» Exercise brief: Starting at the top of the entries below, set down every line exactly, please, until you reach the line with "use std::collections::HashMap;", which is included too.

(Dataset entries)
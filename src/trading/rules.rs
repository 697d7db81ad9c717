//! Exchange trading-rule validation
//!
//! An order is only submitted when its pair carries both a lot-size and a
//! notional filter and the order clears both minimums.

use super::TradeError;
use crate::exchange::{ExchangeApi, SymbolFilter};
use rust_decimal::Decimal;
use std::collections::HashMap;
use std::time::{Duration, Instant};
use tokio::sync::RwLock;

/// The two constraints the order pipeline enforces for a pair
#[derive(Debug, Clone, Copy, PartialEq, Eq)]
pub struct TradingFilters {
    /// LOT_SIZE minimum quantity
    pub min_quantity_step: Decimal,
    /// MIN_NOTIONAL or NOTIONAL minimum trade value
    pub min_notional_value: Decimal,
}

impl TradingFilters {
    /// Extract the enforced constraints, `None` if either filter is absent
    ///
    /// When several notional filters are present the first one listed wins.
    pub fn from_symbol_filters(filters: &[SymbolFilter]) -> Option<Self> {
        let min_quantity_step = filters.iter().find_map(|f| match f {
            SymbolFilter::LotSize { min_qty, .. } => Some(*min_qty),
            _ => None,
        })?;
        let min_notional_value = filters.iter().find_map(|f| match f {
            SymbolFilter::MinNotional { min_notional } | SymbolFilter::Notional { min_notional } => {
                Some(*min_notional)
            }
            _ => None,
        })?;

        Some(Self {
            min_quantity_step,
            min_notional_value,
        })
    }

    /// Check a quantity at a price against both minimums
    pub fn check(&self, quantity: Decimal, price: Decimal) -> Result<(), TradeError> {
        let trade_value = trade_value(quantity, price);

        if quantity < self.min_quantity_step || trade_value < self.min_notional_value {
            return Err(TradeError::BelowMinimum {
                quantity,
                min_quantity: self.min_quantity_step,
                trade_value,
                min_notional: self.min_notional_value,
            });
        }

        Ok(())
    }
}

/// Quote value of `quantity` at `price`, saturating on overflow
pub fn trade_value(quantity: Decimal, price: Decimal) -> Decimal {
    quantity.checked_mul(price).unwrap_or(Decimal::MAX)
}

/// Time-bounded cache of trading filters keyed by pair
pub struct FilterCache {
    ttl: Duration,
    entries: RwLock<HashMap<String, (Instant, TradingFilters)>>,
}

impl FilterCache {
    /// Create a cache; a zero TTL disables it
    pub fn new(ttl: Duration) -> Self {
        Self {
            ttl,
            entries: RwLock::new(HashMap::new()),
        }
    }

    pub fn is_enabled(&self) -> bool {
        !self.ttl.is_zero()
    }

    pub async fn get(&self, pair: &str) -> Option<TradingFilters> {
        if !self.is_enabled() {
            return None;
        }
        let entries = self.entries.read().await;
        entries
            .get(pair)
            .filter(|(stored_at, _)| stored_at.elapsed() < self.ttl)
            .map(|(_, filters)| *filters)
    }

    pub async fn insert(&self, pair: &str, filters: TradingFilters) {
        if !self.is_enabled() {
            return;
        }
        let mut entries = self.entries.write().await;
        entries.retain(|_, (stored_at, _)| stored_at.elapsed() < self.ttl);
        entries.insert(pair.to_string(), (Instant::now(), filters));
    }
}

/// Trading-rule validator
pub struct TradingRules {
    quote_asset: String,
    cache: FilterCache,
}

impl TradingRules {
    pub fn new(quote_asset: impl Into<String>, cache: FilterCache) -> Self {
        Self {
            quote_asset: quote_asset.into(),
            cache,
        }
    }

    /// Fetch the pair's filters, from cache when still fresh
    pub async fn filters_for(
        &self,
        exchange: &dyn ExchangeApi,
        pair: &str,
    ) -> Result<TradingFilters, TradeError> {
        if let Some(filters) = self.cache.get(pair).await {
            tracing::trace!(%pair, "Trading filters served from cache");
            return Ok(filters);
        }

        let raw = exchange.symbol_filters(pair).await?;
        tracing::debug!(%pair, filters = ?raw, "Fetched trading filters");

        let filters = raw
            .as_deref()
            .and_then(TradingFilters::from_symbol_filters)
            .ok_or_else(|| TradeError::FilterUnavailable {
                pair: pair.to_string(),
                quote: self.quote_asset.clone(),
            })?;

        self.cache.insert(pair, filters).await;
        Ok(filters)
    }

    /// Validate a normalized quantity at the resolved price
    pub async fn validate(
        &self,
        exchange: &dyn ExchangeApi,
        pair: &str,
        quantity: Decimal,
        price: Decimal,
    ) -> Result<TradingFilters, TradeError> {
        let filters = self.filters_for(exchange, pair).await?;
        tracing::debug!(
            %pair,
            %quantity,
            %price,
            min_qty = %filters.min_quantity_step,
            min_notional = %filters.min_notional_value,
            trade_value = %trade_value(quantity, price),
            "Validating order against trading filters"
        );

        filters.check(quantity, price)?;
        Ok(filters)
    }
}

» Written answer:
filename src/trading/rules.rs
repository 697d7db81ad9c717
//! Exchange trading-rule validation
//!
//! An order is only submitted when its pair carries both a lot-size and a
//! notional filter and the order clears both minimums.

use super::TradeError;
use crate::exchange::{ExchangeApi, SymbolFilter};
use rust_decimal::Decimal;
use std::collections::HashMap;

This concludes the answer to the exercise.